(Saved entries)
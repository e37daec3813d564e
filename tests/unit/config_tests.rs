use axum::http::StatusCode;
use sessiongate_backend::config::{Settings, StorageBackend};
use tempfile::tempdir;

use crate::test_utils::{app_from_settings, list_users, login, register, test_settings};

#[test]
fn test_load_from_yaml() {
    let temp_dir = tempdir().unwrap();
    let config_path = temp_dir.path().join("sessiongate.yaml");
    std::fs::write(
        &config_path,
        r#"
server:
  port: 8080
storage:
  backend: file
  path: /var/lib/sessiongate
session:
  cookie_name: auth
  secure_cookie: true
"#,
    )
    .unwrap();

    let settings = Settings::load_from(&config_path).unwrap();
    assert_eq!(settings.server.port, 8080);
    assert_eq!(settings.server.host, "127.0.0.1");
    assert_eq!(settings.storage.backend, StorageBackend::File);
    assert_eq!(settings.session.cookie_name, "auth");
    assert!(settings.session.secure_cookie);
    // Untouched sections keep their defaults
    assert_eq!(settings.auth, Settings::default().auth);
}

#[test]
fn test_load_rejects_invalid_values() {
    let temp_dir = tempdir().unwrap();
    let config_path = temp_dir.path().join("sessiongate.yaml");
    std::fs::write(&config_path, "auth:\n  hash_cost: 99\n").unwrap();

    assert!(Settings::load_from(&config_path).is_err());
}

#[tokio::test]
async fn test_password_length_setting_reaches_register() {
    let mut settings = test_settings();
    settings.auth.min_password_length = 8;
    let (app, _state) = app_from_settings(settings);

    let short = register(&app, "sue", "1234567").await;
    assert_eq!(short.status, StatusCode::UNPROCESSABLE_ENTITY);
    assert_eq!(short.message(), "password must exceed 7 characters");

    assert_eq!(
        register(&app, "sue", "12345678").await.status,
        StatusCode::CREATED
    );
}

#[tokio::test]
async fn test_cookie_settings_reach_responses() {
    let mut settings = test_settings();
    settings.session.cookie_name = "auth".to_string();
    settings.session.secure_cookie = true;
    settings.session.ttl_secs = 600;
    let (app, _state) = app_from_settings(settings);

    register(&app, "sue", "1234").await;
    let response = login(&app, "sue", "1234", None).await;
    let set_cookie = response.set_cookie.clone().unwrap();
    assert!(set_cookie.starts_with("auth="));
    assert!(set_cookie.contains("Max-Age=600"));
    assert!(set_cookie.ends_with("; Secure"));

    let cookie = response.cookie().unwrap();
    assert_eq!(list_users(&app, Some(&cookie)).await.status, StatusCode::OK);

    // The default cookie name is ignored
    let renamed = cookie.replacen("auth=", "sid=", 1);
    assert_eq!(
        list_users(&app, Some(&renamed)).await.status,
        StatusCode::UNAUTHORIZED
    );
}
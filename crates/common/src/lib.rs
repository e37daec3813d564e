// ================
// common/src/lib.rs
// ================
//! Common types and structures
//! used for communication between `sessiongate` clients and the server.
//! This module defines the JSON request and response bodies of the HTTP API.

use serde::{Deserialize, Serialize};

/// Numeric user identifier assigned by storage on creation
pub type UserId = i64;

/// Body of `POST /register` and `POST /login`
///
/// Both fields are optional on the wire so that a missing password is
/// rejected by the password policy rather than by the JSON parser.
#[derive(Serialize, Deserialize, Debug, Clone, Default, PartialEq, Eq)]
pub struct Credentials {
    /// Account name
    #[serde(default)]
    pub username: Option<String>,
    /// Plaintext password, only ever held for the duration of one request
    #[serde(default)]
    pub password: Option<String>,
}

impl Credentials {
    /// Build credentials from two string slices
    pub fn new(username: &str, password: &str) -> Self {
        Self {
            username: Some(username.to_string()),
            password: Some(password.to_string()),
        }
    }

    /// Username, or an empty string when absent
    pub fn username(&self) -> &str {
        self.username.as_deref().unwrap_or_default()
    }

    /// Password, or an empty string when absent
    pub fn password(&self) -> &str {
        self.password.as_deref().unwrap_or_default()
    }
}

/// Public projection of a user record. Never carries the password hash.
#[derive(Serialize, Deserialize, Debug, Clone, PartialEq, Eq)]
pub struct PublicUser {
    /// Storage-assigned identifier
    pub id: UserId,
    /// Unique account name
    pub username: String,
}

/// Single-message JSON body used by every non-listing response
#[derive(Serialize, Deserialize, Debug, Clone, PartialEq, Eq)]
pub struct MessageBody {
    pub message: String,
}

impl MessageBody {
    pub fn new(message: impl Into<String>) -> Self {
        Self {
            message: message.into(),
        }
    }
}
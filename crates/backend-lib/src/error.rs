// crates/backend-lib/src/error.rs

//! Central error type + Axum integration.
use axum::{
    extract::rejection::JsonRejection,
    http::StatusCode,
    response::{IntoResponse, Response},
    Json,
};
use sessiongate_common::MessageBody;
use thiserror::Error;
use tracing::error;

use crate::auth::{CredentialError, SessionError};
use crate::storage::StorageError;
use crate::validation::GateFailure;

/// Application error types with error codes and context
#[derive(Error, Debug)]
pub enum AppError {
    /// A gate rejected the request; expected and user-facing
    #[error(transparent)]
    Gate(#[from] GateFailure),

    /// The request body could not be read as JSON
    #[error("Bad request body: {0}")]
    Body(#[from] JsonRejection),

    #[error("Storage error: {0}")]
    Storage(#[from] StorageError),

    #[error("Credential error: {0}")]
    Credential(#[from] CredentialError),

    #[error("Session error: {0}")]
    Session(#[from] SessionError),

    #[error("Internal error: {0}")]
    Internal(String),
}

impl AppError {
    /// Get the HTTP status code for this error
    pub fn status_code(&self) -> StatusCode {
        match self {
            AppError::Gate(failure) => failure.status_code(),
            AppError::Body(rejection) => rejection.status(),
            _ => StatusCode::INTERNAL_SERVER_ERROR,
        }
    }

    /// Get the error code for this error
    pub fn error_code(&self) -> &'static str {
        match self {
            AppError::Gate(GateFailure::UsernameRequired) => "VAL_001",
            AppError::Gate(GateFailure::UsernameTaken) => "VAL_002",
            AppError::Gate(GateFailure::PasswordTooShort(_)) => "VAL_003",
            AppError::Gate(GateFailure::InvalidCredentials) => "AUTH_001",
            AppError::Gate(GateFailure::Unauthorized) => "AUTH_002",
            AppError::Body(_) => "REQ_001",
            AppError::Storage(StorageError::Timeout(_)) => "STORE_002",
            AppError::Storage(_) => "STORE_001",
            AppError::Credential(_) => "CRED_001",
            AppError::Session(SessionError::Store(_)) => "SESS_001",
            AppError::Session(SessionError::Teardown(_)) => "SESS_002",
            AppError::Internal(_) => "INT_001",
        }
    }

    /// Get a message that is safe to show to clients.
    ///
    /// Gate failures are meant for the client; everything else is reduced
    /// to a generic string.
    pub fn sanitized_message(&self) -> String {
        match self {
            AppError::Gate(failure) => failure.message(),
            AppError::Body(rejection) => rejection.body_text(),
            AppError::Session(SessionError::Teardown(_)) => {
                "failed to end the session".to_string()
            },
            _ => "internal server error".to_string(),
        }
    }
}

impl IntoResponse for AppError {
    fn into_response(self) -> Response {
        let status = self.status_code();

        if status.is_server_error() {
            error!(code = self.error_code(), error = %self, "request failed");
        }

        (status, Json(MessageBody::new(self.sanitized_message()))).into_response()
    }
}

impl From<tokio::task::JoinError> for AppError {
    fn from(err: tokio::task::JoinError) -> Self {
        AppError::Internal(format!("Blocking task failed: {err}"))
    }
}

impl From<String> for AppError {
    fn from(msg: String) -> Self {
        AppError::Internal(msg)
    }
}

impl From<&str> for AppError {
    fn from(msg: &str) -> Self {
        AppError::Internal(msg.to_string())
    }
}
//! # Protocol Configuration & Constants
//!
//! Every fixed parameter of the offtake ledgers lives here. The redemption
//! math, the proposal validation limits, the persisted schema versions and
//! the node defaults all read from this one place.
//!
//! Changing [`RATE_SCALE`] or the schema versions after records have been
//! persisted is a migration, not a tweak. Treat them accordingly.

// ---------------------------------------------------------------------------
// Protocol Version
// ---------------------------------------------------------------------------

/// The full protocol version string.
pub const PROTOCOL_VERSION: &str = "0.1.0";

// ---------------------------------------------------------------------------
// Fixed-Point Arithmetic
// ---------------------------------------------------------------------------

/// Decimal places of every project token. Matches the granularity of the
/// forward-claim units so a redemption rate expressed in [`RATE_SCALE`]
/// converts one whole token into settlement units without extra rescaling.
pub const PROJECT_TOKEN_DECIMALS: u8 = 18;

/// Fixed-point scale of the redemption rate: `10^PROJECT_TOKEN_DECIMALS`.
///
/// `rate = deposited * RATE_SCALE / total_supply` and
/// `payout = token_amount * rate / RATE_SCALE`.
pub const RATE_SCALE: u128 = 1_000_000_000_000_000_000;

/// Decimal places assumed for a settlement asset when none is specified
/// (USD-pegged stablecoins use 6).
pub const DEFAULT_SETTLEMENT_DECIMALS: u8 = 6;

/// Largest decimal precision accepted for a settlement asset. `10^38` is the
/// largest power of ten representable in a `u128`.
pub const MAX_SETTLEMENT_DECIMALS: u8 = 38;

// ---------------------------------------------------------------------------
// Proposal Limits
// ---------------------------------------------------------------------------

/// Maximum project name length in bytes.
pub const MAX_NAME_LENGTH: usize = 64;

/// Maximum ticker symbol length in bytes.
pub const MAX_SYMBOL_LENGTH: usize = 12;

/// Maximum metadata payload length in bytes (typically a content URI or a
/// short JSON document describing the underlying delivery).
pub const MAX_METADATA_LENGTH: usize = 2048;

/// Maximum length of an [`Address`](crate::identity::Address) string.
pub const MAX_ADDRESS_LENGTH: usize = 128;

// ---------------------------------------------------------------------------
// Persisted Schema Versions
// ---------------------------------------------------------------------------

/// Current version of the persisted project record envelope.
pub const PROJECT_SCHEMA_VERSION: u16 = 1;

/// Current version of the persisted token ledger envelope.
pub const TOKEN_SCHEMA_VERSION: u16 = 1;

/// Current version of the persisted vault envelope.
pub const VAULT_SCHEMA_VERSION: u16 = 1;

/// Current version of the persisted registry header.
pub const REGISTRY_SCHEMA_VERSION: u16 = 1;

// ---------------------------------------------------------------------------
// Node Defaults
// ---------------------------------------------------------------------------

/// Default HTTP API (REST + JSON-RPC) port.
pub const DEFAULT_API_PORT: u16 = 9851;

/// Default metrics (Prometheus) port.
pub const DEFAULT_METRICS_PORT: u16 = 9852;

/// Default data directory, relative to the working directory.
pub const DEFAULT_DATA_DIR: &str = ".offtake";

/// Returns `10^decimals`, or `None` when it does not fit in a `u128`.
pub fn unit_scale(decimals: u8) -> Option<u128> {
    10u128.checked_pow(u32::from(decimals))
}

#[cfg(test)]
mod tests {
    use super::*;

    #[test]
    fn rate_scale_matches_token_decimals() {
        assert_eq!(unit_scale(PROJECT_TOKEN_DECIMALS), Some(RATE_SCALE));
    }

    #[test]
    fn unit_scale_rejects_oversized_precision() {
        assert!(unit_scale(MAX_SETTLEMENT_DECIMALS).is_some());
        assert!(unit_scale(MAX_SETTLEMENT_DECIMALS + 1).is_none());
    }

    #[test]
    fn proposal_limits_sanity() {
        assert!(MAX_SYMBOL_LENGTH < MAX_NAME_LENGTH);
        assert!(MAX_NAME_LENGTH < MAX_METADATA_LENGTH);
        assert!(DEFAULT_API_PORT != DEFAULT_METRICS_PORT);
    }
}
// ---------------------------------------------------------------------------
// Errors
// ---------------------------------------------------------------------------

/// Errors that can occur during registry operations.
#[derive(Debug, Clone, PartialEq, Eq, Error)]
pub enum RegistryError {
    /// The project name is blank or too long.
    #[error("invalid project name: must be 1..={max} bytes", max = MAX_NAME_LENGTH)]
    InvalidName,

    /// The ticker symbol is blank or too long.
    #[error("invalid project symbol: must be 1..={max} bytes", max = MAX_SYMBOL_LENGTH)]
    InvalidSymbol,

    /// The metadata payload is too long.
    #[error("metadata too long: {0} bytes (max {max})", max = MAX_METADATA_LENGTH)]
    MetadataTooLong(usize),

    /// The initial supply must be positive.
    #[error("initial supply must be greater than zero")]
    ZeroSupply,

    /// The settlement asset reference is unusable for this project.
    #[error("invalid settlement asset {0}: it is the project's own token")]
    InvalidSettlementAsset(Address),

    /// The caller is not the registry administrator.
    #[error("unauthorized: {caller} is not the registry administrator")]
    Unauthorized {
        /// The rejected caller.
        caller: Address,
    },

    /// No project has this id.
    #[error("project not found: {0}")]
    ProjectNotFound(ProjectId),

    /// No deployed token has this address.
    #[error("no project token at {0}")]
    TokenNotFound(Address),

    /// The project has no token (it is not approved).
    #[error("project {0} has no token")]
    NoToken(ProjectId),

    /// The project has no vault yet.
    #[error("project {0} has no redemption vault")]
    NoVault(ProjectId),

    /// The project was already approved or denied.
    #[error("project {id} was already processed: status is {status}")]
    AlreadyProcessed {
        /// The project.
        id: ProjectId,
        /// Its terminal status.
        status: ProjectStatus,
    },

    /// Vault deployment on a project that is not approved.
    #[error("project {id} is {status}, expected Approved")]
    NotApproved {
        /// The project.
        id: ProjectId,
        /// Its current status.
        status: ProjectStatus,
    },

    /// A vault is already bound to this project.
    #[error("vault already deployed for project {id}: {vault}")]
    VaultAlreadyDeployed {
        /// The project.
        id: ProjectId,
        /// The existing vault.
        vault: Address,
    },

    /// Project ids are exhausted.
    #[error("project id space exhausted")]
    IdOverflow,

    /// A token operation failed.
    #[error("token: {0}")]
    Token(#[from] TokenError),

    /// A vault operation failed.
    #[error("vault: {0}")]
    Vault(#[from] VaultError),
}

§ Problem to work on: Reply with the number of lines in the data above that contain "task", and with nothing else.

§ Response box: 3